Recorded data:
• • • • •

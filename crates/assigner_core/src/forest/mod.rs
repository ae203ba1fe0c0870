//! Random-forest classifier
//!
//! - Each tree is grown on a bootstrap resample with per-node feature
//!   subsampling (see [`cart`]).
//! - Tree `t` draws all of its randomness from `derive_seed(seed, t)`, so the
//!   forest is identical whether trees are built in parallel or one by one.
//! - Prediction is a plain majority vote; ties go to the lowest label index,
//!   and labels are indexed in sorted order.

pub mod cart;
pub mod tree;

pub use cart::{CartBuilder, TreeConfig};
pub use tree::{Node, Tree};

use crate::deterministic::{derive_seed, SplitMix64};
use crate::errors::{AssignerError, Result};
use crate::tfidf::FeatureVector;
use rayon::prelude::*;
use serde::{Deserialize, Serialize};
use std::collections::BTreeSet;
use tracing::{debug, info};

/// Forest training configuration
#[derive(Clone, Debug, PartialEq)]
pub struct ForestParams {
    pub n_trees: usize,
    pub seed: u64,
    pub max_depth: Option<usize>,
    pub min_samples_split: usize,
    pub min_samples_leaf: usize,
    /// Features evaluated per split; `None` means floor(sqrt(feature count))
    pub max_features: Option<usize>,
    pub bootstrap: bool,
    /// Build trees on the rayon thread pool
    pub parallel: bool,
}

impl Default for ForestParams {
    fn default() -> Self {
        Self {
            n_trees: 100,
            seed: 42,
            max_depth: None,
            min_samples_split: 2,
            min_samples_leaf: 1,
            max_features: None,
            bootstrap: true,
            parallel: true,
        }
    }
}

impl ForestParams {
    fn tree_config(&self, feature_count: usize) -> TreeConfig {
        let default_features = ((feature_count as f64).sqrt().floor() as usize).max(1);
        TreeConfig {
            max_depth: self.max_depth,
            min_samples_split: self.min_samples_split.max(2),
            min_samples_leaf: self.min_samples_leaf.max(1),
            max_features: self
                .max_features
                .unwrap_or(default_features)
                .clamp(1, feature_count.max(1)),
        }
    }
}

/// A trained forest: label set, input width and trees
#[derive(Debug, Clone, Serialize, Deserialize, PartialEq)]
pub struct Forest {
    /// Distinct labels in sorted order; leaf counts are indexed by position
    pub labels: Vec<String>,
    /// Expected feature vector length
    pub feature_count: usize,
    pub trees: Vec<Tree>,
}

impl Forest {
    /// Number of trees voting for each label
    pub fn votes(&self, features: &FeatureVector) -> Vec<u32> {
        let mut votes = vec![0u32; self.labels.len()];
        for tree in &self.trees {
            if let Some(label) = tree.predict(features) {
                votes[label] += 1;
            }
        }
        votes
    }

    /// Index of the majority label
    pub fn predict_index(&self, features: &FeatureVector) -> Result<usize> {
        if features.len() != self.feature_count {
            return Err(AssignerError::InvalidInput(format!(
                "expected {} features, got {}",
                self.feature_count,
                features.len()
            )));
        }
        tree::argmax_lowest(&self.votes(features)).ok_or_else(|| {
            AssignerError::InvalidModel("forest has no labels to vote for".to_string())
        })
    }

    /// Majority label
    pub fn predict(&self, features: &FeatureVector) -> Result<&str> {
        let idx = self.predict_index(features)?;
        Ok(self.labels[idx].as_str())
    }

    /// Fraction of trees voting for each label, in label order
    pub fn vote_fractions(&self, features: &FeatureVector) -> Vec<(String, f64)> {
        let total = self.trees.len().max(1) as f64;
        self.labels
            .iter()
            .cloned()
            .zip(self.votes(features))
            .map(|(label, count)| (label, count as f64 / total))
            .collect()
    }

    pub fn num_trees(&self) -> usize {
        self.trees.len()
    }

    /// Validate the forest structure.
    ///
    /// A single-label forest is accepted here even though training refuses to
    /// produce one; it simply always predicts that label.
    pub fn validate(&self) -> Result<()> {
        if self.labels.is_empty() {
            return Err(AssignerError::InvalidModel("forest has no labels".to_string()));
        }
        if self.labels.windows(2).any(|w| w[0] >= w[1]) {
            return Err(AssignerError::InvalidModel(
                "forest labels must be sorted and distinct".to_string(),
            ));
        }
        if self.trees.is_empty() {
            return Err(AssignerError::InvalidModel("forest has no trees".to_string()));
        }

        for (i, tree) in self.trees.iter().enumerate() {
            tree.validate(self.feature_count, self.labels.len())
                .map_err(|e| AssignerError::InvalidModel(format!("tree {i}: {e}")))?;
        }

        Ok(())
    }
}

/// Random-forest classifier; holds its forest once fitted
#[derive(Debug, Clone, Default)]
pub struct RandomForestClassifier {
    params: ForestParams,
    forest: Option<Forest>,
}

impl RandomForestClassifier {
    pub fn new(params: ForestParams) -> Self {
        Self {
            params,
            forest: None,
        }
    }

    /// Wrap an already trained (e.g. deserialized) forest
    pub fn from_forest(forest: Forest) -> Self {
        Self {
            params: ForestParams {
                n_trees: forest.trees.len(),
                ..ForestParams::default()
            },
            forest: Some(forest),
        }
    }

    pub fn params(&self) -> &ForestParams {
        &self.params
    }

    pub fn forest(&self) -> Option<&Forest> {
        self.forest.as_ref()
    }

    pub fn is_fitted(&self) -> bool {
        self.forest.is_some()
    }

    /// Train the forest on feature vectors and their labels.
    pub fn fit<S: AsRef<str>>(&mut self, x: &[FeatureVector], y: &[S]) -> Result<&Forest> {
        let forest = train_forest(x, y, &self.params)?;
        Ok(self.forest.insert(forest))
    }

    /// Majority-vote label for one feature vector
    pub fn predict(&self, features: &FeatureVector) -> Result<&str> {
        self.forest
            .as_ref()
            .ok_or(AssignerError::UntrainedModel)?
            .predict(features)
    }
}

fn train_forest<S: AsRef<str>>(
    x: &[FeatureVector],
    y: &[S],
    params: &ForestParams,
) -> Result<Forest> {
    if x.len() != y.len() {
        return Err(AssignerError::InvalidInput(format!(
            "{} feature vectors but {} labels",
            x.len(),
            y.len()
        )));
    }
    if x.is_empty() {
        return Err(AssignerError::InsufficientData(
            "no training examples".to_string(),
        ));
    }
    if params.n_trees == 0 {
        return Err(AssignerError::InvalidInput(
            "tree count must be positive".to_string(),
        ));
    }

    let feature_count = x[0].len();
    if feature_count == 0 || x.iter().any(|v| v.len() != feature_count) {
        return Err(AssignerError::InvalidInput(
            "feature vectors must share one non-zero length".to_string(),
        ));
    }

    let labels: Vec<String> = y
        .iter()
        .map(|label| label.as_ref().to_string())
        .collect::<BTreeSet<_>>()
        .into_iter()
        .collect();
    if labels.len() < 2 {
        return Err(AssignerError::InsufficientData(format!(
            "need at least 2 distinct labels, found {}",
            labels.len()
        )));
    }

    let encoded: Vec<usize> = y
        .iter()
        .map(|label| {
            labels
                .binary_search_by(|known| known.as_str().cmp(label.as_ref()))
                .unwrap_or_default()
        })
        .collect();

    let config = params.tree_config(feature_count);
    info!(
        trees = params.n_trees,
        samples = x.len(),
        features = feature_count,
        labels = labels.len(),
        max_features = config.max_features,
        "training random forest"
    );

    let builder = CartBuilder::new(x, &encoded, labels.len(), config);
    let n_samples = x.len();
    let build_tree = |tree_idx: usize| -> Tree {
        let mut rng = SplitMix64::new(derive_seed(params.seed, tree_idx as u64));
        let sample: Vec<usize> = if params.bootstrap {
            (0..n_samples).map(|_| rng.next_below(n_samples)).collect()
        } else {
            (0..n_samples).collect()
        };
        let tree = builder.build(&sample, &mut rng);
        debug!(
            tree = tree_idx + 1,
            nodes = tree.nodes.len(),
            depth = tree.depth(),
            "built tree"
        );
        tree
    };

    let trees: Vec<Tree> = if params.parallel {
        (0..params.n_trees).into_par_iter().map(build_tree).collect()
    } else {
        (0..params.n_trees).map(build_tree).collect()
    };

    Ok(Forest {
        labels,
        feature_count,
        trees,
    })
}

• • • • •

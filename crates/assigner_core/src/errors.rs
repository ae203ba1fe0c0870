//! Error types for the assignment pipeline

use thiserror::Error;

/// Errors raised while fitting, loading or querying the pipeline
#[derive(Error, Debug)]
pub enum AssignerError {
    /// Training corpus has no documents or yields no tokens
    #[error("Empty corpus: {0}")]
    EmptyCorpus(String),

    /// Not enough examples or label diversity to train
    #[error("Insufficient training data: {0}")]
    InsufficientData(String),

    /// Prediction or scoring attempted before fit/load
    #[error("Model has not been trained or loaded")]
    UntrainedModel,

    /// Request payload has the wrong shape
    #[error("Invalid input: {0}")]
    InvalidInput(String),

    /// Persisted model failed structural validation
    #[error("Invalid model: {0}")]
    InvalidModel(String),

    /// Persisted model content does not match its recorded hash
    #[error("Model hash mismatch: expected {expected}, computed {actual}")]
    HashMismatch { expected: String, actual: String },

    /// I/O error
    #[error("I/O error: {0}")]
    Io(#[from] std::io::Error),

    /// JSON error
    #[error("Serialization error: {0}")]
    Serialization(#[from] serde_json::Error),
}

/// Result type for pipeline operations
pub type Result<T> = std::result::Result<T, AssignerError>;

• • • • •

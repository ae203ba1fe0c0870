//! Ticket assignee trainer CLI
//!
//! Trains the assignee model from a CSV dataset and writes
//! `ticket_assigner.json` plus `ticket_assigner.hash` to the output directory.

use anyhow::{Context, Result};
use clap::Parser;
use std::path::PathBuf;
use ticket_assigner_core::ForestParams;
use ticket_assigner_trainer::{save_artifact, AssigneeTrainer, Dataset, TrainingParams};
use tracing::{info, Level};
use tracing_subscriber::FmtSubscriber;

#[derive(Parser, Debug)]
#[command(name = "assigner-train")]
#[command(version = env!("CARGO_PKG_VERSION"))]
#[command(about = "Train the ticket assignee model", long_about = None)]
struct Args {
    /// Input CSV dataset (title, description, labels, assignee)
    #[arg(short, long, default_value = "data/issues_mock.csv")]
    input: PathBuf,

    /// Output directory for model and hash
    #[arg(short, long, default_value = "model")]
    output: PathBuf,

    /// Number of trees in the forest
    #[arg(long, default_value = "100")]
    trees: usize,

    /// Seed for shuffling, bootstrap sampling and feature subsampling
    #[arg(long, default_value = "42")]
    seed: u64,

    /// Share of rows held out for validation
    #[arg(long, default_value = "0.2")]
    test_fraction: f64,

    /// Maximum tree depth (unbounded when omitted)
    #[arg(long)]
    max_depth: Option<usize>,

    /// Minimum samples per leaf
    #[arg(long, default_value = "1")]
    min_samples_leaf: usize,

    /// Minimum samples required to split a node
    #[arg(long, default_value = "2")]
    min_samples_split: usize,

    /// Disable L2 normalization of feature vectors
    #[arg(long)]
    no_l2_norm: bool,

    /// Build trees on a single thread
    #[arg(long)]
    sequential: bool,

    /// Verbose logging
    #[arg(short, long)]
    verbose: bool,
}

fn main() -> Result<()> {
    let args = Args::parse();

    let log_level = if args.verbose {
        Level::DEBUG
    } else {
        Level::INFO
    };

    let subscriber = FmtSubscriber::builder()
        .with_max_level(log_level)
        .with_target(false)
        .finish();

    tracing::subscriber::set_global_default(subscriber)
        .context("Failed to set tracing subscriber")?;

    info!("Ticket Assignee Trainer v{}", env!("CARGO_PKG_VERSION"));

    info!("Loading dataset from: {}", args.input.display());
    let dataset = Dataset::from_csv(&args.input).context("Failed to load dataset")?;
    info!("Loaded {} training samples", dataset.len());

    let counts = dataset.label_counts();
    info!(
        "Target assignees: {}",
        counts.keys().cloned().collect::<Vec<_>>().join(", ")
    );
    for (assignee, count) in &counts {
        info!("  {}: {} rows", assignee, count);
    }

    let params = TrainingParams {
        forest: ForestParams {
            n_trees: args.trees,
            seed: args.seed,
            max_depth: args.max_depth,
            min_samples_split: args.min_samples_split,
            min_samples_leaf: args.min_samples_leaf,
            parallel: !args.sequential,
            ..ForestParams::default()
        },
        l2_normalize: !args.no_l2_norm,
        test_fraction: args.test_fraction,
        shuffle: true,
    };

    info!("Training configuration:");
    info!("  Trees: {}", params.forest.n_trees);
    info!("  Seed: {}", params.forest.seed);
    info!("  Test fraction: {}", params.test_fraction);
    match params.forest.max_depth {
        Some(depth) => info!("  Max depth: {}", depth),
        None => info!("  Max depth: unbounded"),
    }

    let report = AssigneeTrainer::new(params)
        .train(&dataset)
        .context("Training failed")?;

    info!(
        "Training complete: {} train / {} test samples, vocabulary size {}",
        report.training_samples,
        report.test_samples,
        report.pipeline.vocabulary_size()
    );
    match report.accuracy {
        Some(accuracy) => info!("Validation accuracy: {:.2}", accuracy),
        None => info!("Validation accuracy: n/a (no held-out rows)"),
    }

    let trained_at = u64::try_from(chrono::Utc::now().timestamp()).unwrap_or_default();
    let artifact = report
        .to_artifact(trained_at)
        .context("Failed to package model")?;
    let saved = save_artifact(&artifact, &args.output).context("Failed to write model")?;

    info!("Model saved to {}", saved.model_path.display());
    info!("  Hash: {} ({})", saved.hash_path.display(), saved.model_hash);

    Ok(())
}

• • • • •

→ **Task to complete**
Every line above that includes the string "FeatureVector" needs to be copied.

→ **Task output**
use crate::tfidf::FeatureVector;
    pub fn votes(&self, features: &FeatureVector) -> Vec<u32> {
    pub fn predict_index(&self, features: &FeatureVector) -> Result<usize> {
    pub fn predict(&self, features: &FeatureVector) -> Result<&str> {
    pub fn vote_fractions(&self, features: &FeatureVector) -> Vec<(String, f64)> {
    pub fn fit<S: AsRef<str>>(&mut self, x: &[FeatureVector], y: &[S]) -> Result<&Forest> {
    pub fn predict(&self, features: &FeatureVector) -> Result<&str> {
    x: &[FeatureVector],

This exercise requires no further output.